For these reasons, we've just released a new type of replication in Dolt sql-server which we call standby replication. This form of replication is fully compatible with Dolt's existing remote-based replication and we recommend it for high availability use cases in particular.

Standby Replication

The configuration and behavior of standby replication takes a slightly different approach than that of remote-based replication. With standby replication, a set of sql-servers are configured as a cluster, where each server is configured to replicate to the others and each one can directly accept replication writes from its peers. In addition, each server in the cluster is assigned a role, either primary or standby. There is only one primary at a time and only a primary will accept and replicate writes to the other servers in the cluster. The other servers in the cluster run in the standby role. They will accept read requests and replication from the primary, but they will reject writes from the SQL interface.

Cluster topology will look something like this, if you are also using the replicas to serve read-only traffic:

Standby Replication

Example

Let's jump right into an example and see how the new standby replication can be configured and used.

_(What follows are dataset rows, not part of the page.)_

//! Authentication error types.

use thiserror::Error;

/// Errors from the identity gate.
#[derive(Debug, Error, Clone, PartialEq, Eq)]
pub enum AuthError {
    /// No credential, or a credential the gate cannot parse at all
    /// (missing header, wrong scheme, empty token).
    #[error("missing or malformed credential")]
    Unauthenticated,

    /// A well-formed credential that fails verification (bad signature,
    /// wrong claims).
    #[error("invalid credential")]
    InvalidCredential,

    /// A credential whose validity window has passed.
    #[error("credential expired")]
    CredentialExpired,

    /// Username/password pair rejected at login.
    #[error("unknown user or wrong password")]
    BadLogin,

    /// Password hashing failed; not user-correctable.
    #[error("could not hash password: {0}")]
    Hashing(String),

    /// Token encoding failed; not user-correctable.
    #[error("could not issue token: {0}")]
    TokenIssuance(String),
}

impl AuthError {
    /// Stable machine-readable code.
    pub fn code(&self) -> &'static str {
        match self {
            AuthError::Unauthenticated => "unauthenticated",
            AuthError::InvalidCredential => "invalid_credential",
            AuthError::CredentialExpired => "credential_expired",
            AuthError::BadLogin => "bad_login",
            AuthError::Hashing(_) => "hashing_failure",
            AuthError::TokenIssuance(_) => "token_issuance_failure",
        }
    }
}
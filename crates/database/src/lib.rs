//! SQLite persistence layer for SMSVault.
//!
//! This crate provides async database operations for user accounts and
//! their synchronized SMS messages using SQLx with SQLite, and implements
//! the `sync-core` storage traits so a [`Database`] can back the
//! reconciliation fold directly.
//!
//! # Example
//!
//! ```no_run
//! use database::{user, Database};
//!
//! #[tokio::main]
//! async fn main() -> Result<(), Box<dyn std::error::Error>> {
//!     // Connect and run migrations
//!     let db = Database::connect("sqlite:smsvault.db?mode=rwc").await?;
//!     db.migrate().await?;
//!
//!     let bob = user::create_user(db.pool(), "bob", "$pbkdf2-sha256$...", None).await?;
//!     println!("registered user {}", bob.id);
//!
//!     Ok(())
//! }
//! ```

pub mod error;
pub mod message;
pub mod models;
pub mod sync;
pub mod user;

pub use error::{DatabaseError, Result};
pub use message::{ListFilter, MAX_PAGE_SIZE};
pub use models::{AddressCount, DayCount, Message, MessageStats, TypeCount, User};

use sqlx::sqlite::{SqliteConnectOptions, SqlitePoolOptions};
use sqlx::SqlitePool;
use std::str::FromStr;

/// Database connection wrapper.
#[derive(Debug, Clone)]
pub struct Database {
    pool: SqlitePool,
}

impl Database {
    /// Default pool size for database connections.
    /// Sized for concurrent bulk-sync requests; each request holds at most
    /// one connection per item write.
    const DEFAULT_POOL_SIZE: u32 = 20;

    /// Connect to a SQLite database.
    ///
    /// The URL should be in the format `sqlite:path/to/db.sqlite?mode=rwc`.
    /// Use `sqlite::memory:` for tests.
    pub async fn connect(url: &str) -> Result<Self> {
        Self::connect_with_pool_size(url, Self::DEFAULT_POOL_SIZE).await
    }

    /// Connect to a SQLite database with a custom pool size.
    pub async fn connect_with_pool_size(url: &str, pool_size: u32) -> Result<Self> {
        let options = SqliteConnectOptions::from_str(url)?
            .create_if_missing(true)
            .foreign_keys(true);

        let pool = SqlitePoolOptions::new()
            .max_connections(pool_size)
            .acquire_timeout(std::time::Duration::from_secs(30))
            .connect_with(options)
            .await?;

        tracing::info!(
            "Connected to database: {} (pool size: {})",
            url,
            pool_size
        );

        Ok(Self { pool })
    }

    /// Run database migrations.
    ///
    /// This should be called once after connecting to ensure the schema is up to date.
    pub async fn migrate(&self) -> Result<()> {
        tracing::info!("Running database migrations...");

        sqlx::migrate!("./migrations").run(&self.pool).await?;

        tracing::info!("Migrations complete");
        Ok(())
    }

    /// Get a reference to the connection pool.
    pub fn pool(&self) -> &SqlitePool {
        &self.pool
    }

    /// Close the database connection pool.
    pub async fn close(&self) {
        self.pool.close().await;
    }
}

#[cfg(test)]
pub(crate) mod test_support {
    use super::*;

    /// In-memory database on a single connection, so the migrated schema
    /// is visible to every query in the test.
    pub async fn test_db() -> Database {
        let db = Database::connect_with_pool_size("sqlite::memory:", 1)
            .await
            .unwrap();
        db.migrate().await.unwrap();
        db
    }

    /// Insert a user with a throwaway hash and return its id.
    pub async fn seed_user(pool: &SqlitePool, username: &str) -> i64 {
        crate::user::create_user(pool, username, "$pbkdf2-sha256$test$hash", None)
            .await
            .unwrap()
            .id
    }
}
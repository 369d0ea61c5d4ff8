//! Input validation for submitted messages.

use std::fmt;

use crate::message::{CanonicalMessage, RawMessage};

/// Maximum allowed length for an address.
pub const MAX_ADDRESS_LENGTH: usize = 255;

/// Maximum allowed length for a message body.
pub const MAX_BODY_LENGTH: usize = 64 * 1024;

/// Maximum allowed length for a contact name.
pub const MAX_CONTACT_NAME_LENGTH: usize = 255;

/// Largest accepted message type value (0 = unknown, 1 = inbound,
/// 2 = outbound).
pub const MAX_MESSAGE_TYPE: i64 = 2;

/// Validation error types, each naming the field that failed.
#[derive(Debug, Clone, PartialEq, Eq)]
pub enum ValidationError {
    /// Required field absent from the submission.
    Missing(&'static str),
    /// Required field present but empty (after trimming).
    Empty(&'static str),
    /// Numeric field below zero.
    Negative { field: &'static str, value: i64 },
    /// Numeric field outside its enumerated range.
    OutOfRange {
        field: &'static str,
        value: i64,
        max: i64,
    },
    /// Text field exceeds its length bound.
    TooLong {
        field: &'static str,
        max: usize,
        actual: usize,
    },
}

impl ValidationError {
    /// The field this error refers to.
    pub fn field(&self) -> &'static str {
        match self {
            ValidationError::Missing(field) | ValidationError::Empty(field) => field,
            ValidationError::Negative { field, .. }
            | ValidationError::OutOfRange { field, .. }
            | ValidationError::TooLong { field, .. } => field,
        }
    }

    /// Stable machine-readable code.
    pub fn code(&self) -> &'static str {
        match self {
            ValidationError::Missing(_) => "missing_field",
            ValidationError::Empty(_) => "empty_field",
            ValidationError::Negative { .. } => "negative_value",
            ValidationError::OutOfRange { .. } => "out_of_range",
            ValidationError::TooLong { .. } => "too_long",
        }
    }
}

impl fmt::Display for ValidationError {
    fn fmt(&self, f: &mut fmt::Formatter<'_>) -> fmt::Result {
        match self {
            ValidationError::Missing(field) => write!(f, "{} is required", field),
            ValidationError::Empty(field) => write!(f, "{} cannot be empty", field),
            ValidationError::Negative { field, value } => {
                write!(f, "{} cannot be negative (got {})", field, value)
            }
            ValidationError::OutOfRange { field, value, max } => {
                write!(f, "{} must be between 0 and {} (got {})", field, max, value)
            }
            ValidationError::TooLong { field, max, actual } => {
                write!(f, "{} is too long ({} chars, max {})", field, actual, max)
            }
        }
    }
}

impl std::error::Error for ValidationError {}

/// Validate a submitted record and coerce it to canonical shape.
///
/// Pure function; the first failing field check wins. Optional fields are
/// passed through with empty strings collapsed to `None`.
pub fn normalize(raw: &RawMessage) -> Result<CanonicalMessage, ValidationError> {
    let address = required_text("address", raw.address.as_deref(), MAX_ADDRESS_LENGTH)?;
    let body = required_text("body", raw.body.as_deref(), MAX_BODY_LENGTH)?;
    let timestamp = required_non_negative("timestamp", raw.timestamp)?;
    let message_type = required_non_negative("type", raw.message_type)?;
    if message_type > MAX_MESSAGE_TYPE {
        return Err(ValidationError::OutOfRange {
            field: "type",
            value: message_type,
            max: MAX_MESSAGE_TYPE,
        });
    }
    let contact_name = optional_text(
        "contact_name",
        raw.contact_name.as_deref(),
        MAX_CONTACT_NAME_LENGTH,
    )?;

    Ok(CanonicalMessage {
        address,
        body,
        timestamp,
        message_type,
        contact_name,
        external_id: non_empty(raw.external_id.as_deref()),
        date_formatted: non_empty(raw.date_formatted.as_deref()),
    })
}

fn required_text(
    field: &'static str,
    value: Option<&str>,
    max: usize,
) -> Result<String, ValidationError> {
    let value = value.ok_or(ValidationError::Missing(field))?;
    let trimmed = value.trim();
    if trimmed.is_empty() {
        return Err(ValidationError::Empty(field));
    }
    if trimmed.len() > max {
        return Err(ValidationError::TooLong {
            field,
            max,
            actual: trimmed.len(),
        });
    }
    Ok(trimmed.to_string())
}

fn optional_text(
    field: &'static str,
    value: Option<&str>,
    max: usize,
) -> Result<Option<String>, ValidationError> {
    match non_empty(value) {
        Some(text) if text.len() > max => Err(ValidationError::TooLong {
            field,
            max,
            actual: text.len(),
        }),
        other => Ok(other),
    }
}

fn required_non_negative(
    field: &'static str,
    value: Option<i64>,
) -> Result<i64, ValidationError> {
    let value = value.ok_or(ValidationError::Missing(field))?;
    if value < 0 {
        return Err(ValidationError::Negative { field, value });
    }
    Ok(value)
}

fn non_empty(value: Option<&str>) -> Option<String> {
    let trimmed = value?.trim();
    if trimmed.is_empty() {
        None
    } else {
        Some(trimmed.to_string())
    }
}

#[cfg(test)]
mod tests {
    use super::*;

    fn valid_raw() -> RawMessage {
        RawMessage {
            address: Some("+15550100".to_string()),
            body: Some("hello there".to_string()),
            timestamp: Some(1_700_000_000_000),
            message_type: Some(1),
            contact_name: None,
            external_id: None,
            date_formatted: None,
        }
    }

    #[test]
    fn accepts_valid_record() {
        let message = normalize(&valid_raw()).unwrap();
        assert_eq!(message.address, "+15550100");
        assert_eq!(message.body, "hello there");
        assert_eq!(message.timestamp, 1_700_000_000_000);
        assert_eq!(message.message_type, 1);
        assert_eq!(message.contact_name, None);
    }

    #[test]
    fn trims_and_defaults_optional_fields() {
        let raw = RawMessage {
            address: Some("  +15550100  ".to_string()),
            contact_name: Some("   ".to_string()),
            external_id: Some("".to_string()),
            ..valid_raw()
        };
        let message = normalize(&raw).unwrap();
        assert_eq!(message.address, "+15550100");
        assert_eq!(message.contact_name, None);
        assert_eq!(message.external_id, None);
    }

    #[test]
    fn rejects_missing_required_fields() {
        let err = normalize(&RawMessage {
            address: None,
            ..valid_raw()
        })
        .unwrap_err();
        assert_eq!(err, ValidationError::Missing("address"));

        let err = normalize(&RawMessage {
            body: None,
            ..valid_raw()
        })
        .unwrap_err();
        assert_eq!(err, ValidationError::Missing("body"));

        let err = normalize(&RawMessage {
            timestamp: None,
            ..valid_raw()
        })
        .unwrap_err();
        assert_eq!(err, ValidationError::Missing("timestamp"));
    }

    #[test]
    fn rejects_empty_address_and_body() {
        let err = normalize(&RawMessage {
            address: Some("  ".to_string()),
            ..valid_raw()
        })
        .unwrap_err();
        assert_eq!(err, ValidationError::Empty("address"));
        assert_eq!(err.code(), "empty_field");

        let err = normalize(&RawMessage {
            body: Some("".to_string()),
            ..valid_raw()
        })
        .unwrap_err();
        assert_eq!(err, ValidationError::Empty("body"));
    }

    #[test]
    fn rejects_negative_timestamp() {
        let err = normalize(&RawMessage {
            timestamp: Some(-5),
            ..valid_raw()
        })
        .unwrap_err();
        assert_eq!(
            err,
            ValidationError::Negative {
                field: "timestamp",
                value: -5
            }
        );
        assert_eq!(err.field(), "timestamp");
    }

    #[test]
    fn rejects_type_outside_enumeration() {
        let err = normalize(&RawMessage {
            message_type: Some(7),
            ..valid_raw()
        })
        .unwrap_err();
        assert_eq!(
            err,
            ValidationError::OutOfRange {
                field: "type",
                value: 7,
                max: MAX_MESSAGE_TYPE
            }
        );

        let err = normalize(&RawMessage {
            message_type: Some(-1),
            ..valid_raw()
        })
        .unwrap_err();
        assert!(matches!(err, ValidationError::Negative { field: "type", .. }));
    }

    #[test]
    fn rejects_oversized_fields() {
        let err = normalize(&RawMessage {
            address: Some("a".repeat(MAX_ADDRESS_LENGTH + 1)),
            ..valid_raw()
        })
        .unwrap_err();
        assert!(matches!(
            err,
            ValidationError::TooLong {
                field: "address",
                ..
            }
        ));

        let err = normalize(&RawMessage {
            contact_name: Some("b".repeat(MAX_CONTACT_NAME_LENGTH + 1)),
            ..valid_raw()
        })
        .unwrap_err();
        assert_eq!(err.code(), "too_long");
    }

    #[test]
    fn error_display_names_field() {
        let err = ValidationError::Negative {
            field: "timestamp",
            value: -1,
        };
        assert_eq!(err.to_string(), "timestamp cannot be negative (got -1)");
    }
}
//! User account operations.

use sqlx::SqlitePool;

use crate::error::{is_unique_violation, DatabaseError, Result};
use crate::models::User;

/// Create a new user with an already-hashed password.
///
/// Returns the stored row. A duplicate username maps to `AlreadyExists`.
pub async fn create_user(
    pool: &SqlitePool,
    username: &str,
    password_hash: &str,
    display_name: Option<&str>,
) -> Result<User> {
    let result = sqlx::query(
        r#"
        INSERT INTO users (username, password_hash, display_name)
        VALUES (?, ?, ?)
        "#,
    )
    .bind(username)
    .bind(password_hash)
    .bind(display_name)
    .execute(pool)
    .await
    .map_err(|e| {
        if is_unique_violation(&e) {
            return DatabaseError::AlreadyExists {
                entity: "User",
                id: username.to_string(),
            };
        }
        DatabaseError::Sqlx(e)
    })?;

    get_user(pool, result.last_insert_rowid()).await
}

/// Get a user by id.
pub async fn get_user(pool: &SqlitePool, id: i64) -> Result<User> {
    sqlx::query_as::<_, User>(
        r#"
        SELECT id, username, password_hash, display_name, created_at, updated_at
        FROM users
        WHERE id = ?
        "#,
    )
    .bind(id)
    .fetch_optional(pool)
    .await?
    .ok_or_else(|| DatabaseError::NotFound {
        entity: "User",
        id: id.to_string(),
    })
}

/// Get a user by username.
pub async fn get_user_by_username(pool: &SqlitePool, username: &str) -> Result<User> {
    sqlx::query_as::<_, User>(
        r#"
        SELECT id, username, password_hash, display_name, created_at, updated_at
        FROM users
        WHERE username = ?
        "#,
    )
    .bind(username)
    .fetch_optional(pool)
    .await?
    .ok_or_else(|| DatabaseError::NotFound {
        entity: "User",
        id: username.to_string(),
    })
}

/// Update a user's display name.
pub async fn update_display_name(
    pool: &SqlitePool,
    id: i64,
    display_name: Option<&str>,
) -> Result<()> {
    let result = sqlx::query(
        r#"
        UPDATE users
        SET display_name = ?, updated_at = datetime('now')
        WHERE id = ?
        "#,
    )
    .bind(display_name)
    .bind(id)
    .execute(pool)
    .await?;

    if result.rows_affected() == 0 {
        return Err(DatabaseError::NotFound {
            entity: "User",
            id: id.to_string(),
        });
    }

    Ok(())
}

/// Delete a user by id. Their messages go with them (cascade).
pub async fn delete_user(pool: &SqlitePool, id: i64) -> Result<()> {
    let result = sqlx::query(
        r#"
        DELETE FROM users
        WHERE id = ?
        "#,
    )
    .bind(id)
    .execute(pool)
    .await?;

    if result.rows_affected() == 0 {
        return Err(DatabaseError::NotFound {
            entity: "User",
            id: id.to_string(),
        });
    }

    Ok(())
}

First, we will create two Dolt sql-server instances which will be in a cluster and configured to replicate to each other.

$ mkdir dolt_1
$ cd dolt_1
$ cat > config.yaml <<EOF
heredoc> listener:
heredoc>   host: 127.0.0.1
heredoc> cluster:
heredoc>   standby_remotes:
heredoc>   - name: standby
heredoc>     remote_url_template: http://localhost:50052/{database}
heredoc>   bootstrap_role: primary
heredoc>   bootstrap_epoch: 1
heredoc>   remotesapi:
heredoc>     port: 50051
heredoc> EOF
$ DOLT_ROOT_PATH=`pwd` dolt sql-server --config config.yaml --data-dir . >/dev/null 2>&1 &
$ dolt_1_pid=$!
$ cd ..
$ mkdir dolt_2
$ cd dolt_2
$ cat > config.yaml <<EOF
heredoc> listener:
heredoc>   host: 127.0.0.1
heredoc>   port: 3307
heredoc> cluster:
heredoc>   standby_remotes:
heredoc>   - name: standby
heredoc>     remote_url_template: http://localhost:50051/{database}
heredoc>   bootstrap_role: standby
heredoc>   bootstrap_epoch: 1
heredoc>   remotesapi:
heredoc>     port: 50052
heredoc> EOF
$ DOLT_ROOT_PATH=`pwd` dolt sql-server --config config.yaml --data-dir . >/dev/null 2>&1 &
$ dolt_2_pid=$!
$ cd ..

At this point, each server is running and we can query their roles:

$ echo 'select @@global.dolt_cluster_role' | mysql -u root -h 127.0.0.1 -t
+----------------------------+
| @@GLOBAL.dolt_cluster_role |
+----------------------------+
| primary                    |
+----------------------------+
$ echo 'select @@global.dolt_cluster_role' | mysql -u root -h 127.0.0.1 --port 3307 -t
+----------------------------+
| @@GLOBAL.dolt_cluster_role |
+----------------------------+
| standby                    |
+----------------------------+

The server running on 3306 is the primary because its configuration had a bootstrap role of primary.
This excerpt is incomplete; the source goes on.